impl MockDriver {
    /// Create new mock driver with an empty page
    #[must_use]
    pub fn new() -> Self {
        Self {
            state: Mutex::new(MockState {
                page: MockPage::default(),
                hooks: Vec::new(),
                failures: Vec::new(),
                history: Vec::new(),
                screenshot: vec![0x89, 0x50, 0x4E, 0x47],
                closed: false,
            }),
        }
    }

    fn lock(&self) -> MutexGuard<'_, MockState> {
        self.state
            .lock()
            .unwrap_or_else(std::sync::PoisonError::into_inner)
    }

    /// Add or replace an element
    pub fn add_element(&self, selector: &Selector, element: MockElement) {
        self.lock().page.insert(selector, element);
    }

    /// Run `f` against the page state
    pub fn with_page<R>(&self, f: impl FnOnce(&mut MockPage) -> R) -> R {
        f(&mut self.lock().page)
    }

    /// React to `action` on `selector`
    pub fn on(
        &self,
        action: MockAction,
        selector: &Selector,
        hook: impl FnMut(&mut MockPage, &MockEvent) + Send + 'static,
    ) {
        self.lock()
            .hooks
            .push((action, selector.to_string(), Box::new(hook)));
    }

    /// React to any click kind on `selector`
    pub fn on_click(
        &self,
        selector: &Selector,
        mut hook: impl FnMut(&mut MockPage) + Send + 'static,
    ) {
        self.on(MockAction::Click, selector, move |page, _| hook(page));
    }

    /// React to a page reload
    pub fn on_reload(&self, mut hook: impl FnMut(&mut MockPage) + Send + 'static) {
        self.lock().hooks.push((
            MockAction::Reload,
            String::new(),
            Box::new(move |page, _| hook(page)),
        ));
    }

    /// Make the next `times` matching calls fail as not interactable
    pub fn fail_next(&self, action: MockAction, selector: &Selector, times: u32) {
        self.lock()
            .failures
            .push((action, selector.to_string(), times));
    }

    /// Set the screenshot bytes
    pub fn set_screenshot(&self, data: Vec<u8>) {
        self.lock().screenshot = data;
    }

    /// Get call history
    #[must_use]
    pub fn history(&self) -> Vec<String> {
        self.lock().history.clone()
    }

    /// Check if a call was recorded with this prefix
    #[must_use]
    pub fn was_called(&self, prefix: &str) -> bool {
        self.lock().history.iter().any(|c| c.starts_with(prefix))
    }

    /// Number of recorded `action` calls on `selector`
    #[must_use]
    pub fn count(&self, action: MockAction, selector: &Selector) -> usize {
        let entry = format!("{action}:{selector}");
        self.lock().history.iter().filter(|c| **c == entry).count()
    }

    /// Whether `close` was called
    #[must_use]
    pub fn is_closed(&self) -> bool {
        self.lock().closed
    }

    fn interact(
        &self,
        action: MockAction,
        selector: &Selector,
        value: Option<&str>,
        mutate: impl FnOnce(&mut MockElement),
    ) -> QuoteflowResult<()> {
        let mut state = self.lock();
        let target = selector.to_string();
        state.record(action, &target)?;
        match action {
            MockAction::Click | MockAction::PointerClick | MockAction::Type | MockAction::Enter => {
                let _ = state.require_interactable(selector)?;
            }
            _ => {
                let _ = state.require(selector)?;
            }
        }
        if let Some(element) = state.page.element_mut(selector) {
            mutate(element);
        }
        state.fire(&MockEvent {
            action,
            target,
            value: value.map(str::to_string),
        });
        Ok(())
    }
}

════════════════

Filter the records above for "target" and copy every matching line.

        let target = selector.to_string();
        state.record(action, &target)?;
            target,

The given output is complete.